■ **WHAT THE TASK ASKS**:
Using the records that appear below, write out exactly the lines from the one with "fn char_ngrams(text: &str)" through the one with "for n in MIN_NGRAM..=MAX_NGRAM", keeping both end lines.

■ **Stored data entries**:

// TF-IDF character n-gram vectors and cosine similarity
//
// The model is fit over exactly the two texts being compared and thrown away
// afterwards, so nothing leaks between comparisons.

use std::collections::{BTreeMap, HashSet};

use super::types::{MetricKind, MetricResult};

const MIN_NGRAM: usize = 1;
const MAX_NGRAM: usize = 3;

/// Vocabulary and smoothed IDF weights fit over a small corpus
#[derive(Debug, Clone)]
pub struct TfIdfModel {
    /// n-gram → dimension index (sorted, so dimensions are deterministic)
    vocabulary: BTreeMap<String, usize>,
    /// IDF weight per dimension
    idf: Vec<f64>,
}

impl TfIdfModel {
    /// Fit vocabulary and IDF weights over `documents`
    ///
    /// IDF is smoothed: ln((1 + n) / (1 + df)) + 1.
    pub fn fit(documents: &[&str]) -> Self {
        let n = documents.len() as f64;

        let mut doc_freq: BTreeMap<String, usize> = BTreeMap::new();
        for doc in documents {
            let unique: HashSet<String> = char_ngrams(doc).into_iter().collect();
            for gram in unique {
                *doc_freq.entry(gram).or_insert(0) += 1;
            }
        }

        let mut vocabulary = BTreeMap::new();
        let mut idf = Vec::with_capacity(doc_freq.len());
        for (idx, (gram, df)) in doc_freq.into_iter().enumerate() {
            idf.push(((1.0 + n) / (1.0 + df as f64)).ln() + 1.0);
            vocabulary.insert(gram, idx);
        }

        Self { vocabulary, idf }
    }

    /// Number of dimensions (distinct n-grams in the corpus)
    pub fn dims(&self) -> usize {
        self.vocabulary.len()
    }

    /// Dense, L2-normalised TF-IDF vector for `text`
    ///
    /// Returns a zero vector when the text has no n-grams in the vocabulary.
    pub fn transform(&self, text: &str) -> Vec<f64> {
        let mut vector = vec![0.0; self.dims()];
        for gram in char_ngrams(text) {
            if let Some(&idx) = self.vocabulary.get(&gram) {
                vector[idx] += 1.0;
            }
        }

        for (value, weight) in vector.iter_mut().zip(&self.idf) {
            *value *= weight;
        }

        let norm = vector.iter().map(|v| v * v).sum::<f64>().sqrt();
        if norm > 0.0 {
            for value in vector.iter_mut() {
                *value /= norm;
            }
        }
        vector
    }
}

/// Cosine similarity of TF-IDF character 1–3-gram vectors
///
/// 0.0 when either side is empty or yields no n-grams.
pub fn cosine_similarity(text_a: &str, text_b: &str) -> MetricResult {
    let text_a = text_a.trim();
    let text_b = text_b.trim();
    if text_a.is_empty() || text_b.is_empty() {
        return MetricResult::new(MetricKind::CosineSimilarity, 0.0);
    }

    let model = TfIdfModel::fit(&[text_a, text_b]);
    let vec_a = model.transform(text_a);
    let vec_b = model.transform(text_b);

    MetricResult::new(MetricKind::CosineSimilarity, cosine(&vec_a, &vec_b))
}

fn cosine(a: &[f64], b: &[f64]) -> f64 {
    let dot: f64 = a.iter().zip(b).map(|(x, y)| x * y).sum();
    let norm_a = a.iter().map(|v| v * v).sum::<f64>().sqrt();
    let norm_b = b.iter().map(|v| v * v).sum::<f64>().sqrt();

    if norm_a == 0.0 || norm_b == 0.0 {
        return 0.0;
    }
    dot / (norm_a * norm_b)
}

/// Character n-grams of the lowercased text with whitespace runs collapsed
fn char_ngrams(text: &str) -> Vec<String> {
    let lowered = text.to_lowercase();

    let mut chars: Vec<char> = Vec::with_capacity(lowered.len());
    let mut prev_space = false;
    for c in lowered.chars() {
        if c.is_whitespace() {
            if !prev_space {
                chars.push(' ');
            }
            prev_space = true;
        } else {
            chars.push(c);
            prev_space = false;
        }
    }

    let mut grams = Vec::new();
    for n in MIN_NGRAM..=MAX_NGRAM {
        if chars.len() < n {
            break;
        }
        for window in chars.windows(n) {
            grams.push(window.iter().collect());
        }
    }
    grams
}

■ **RESULT FOR THIS TASK**:
fn char_ngrams(text: &str) -> Vec<String> {
    let lowered = text.to_lowercase();

    let mut chars: Vec<char> = Vec::with_capacity(lowered.len());
    let mut prev_space = false;
    for c in lowered.chars() {
        if c.is_whitespace() {
            if !prev_space {
                chars.push(' ');
            }
            prev_space = true;
        } else {
            chars.push(c);
            prev_space = false;
        }
    }

    let mut grams = Vec::new();
    for n in MIN_NGRAM..=MAX_NGRAM {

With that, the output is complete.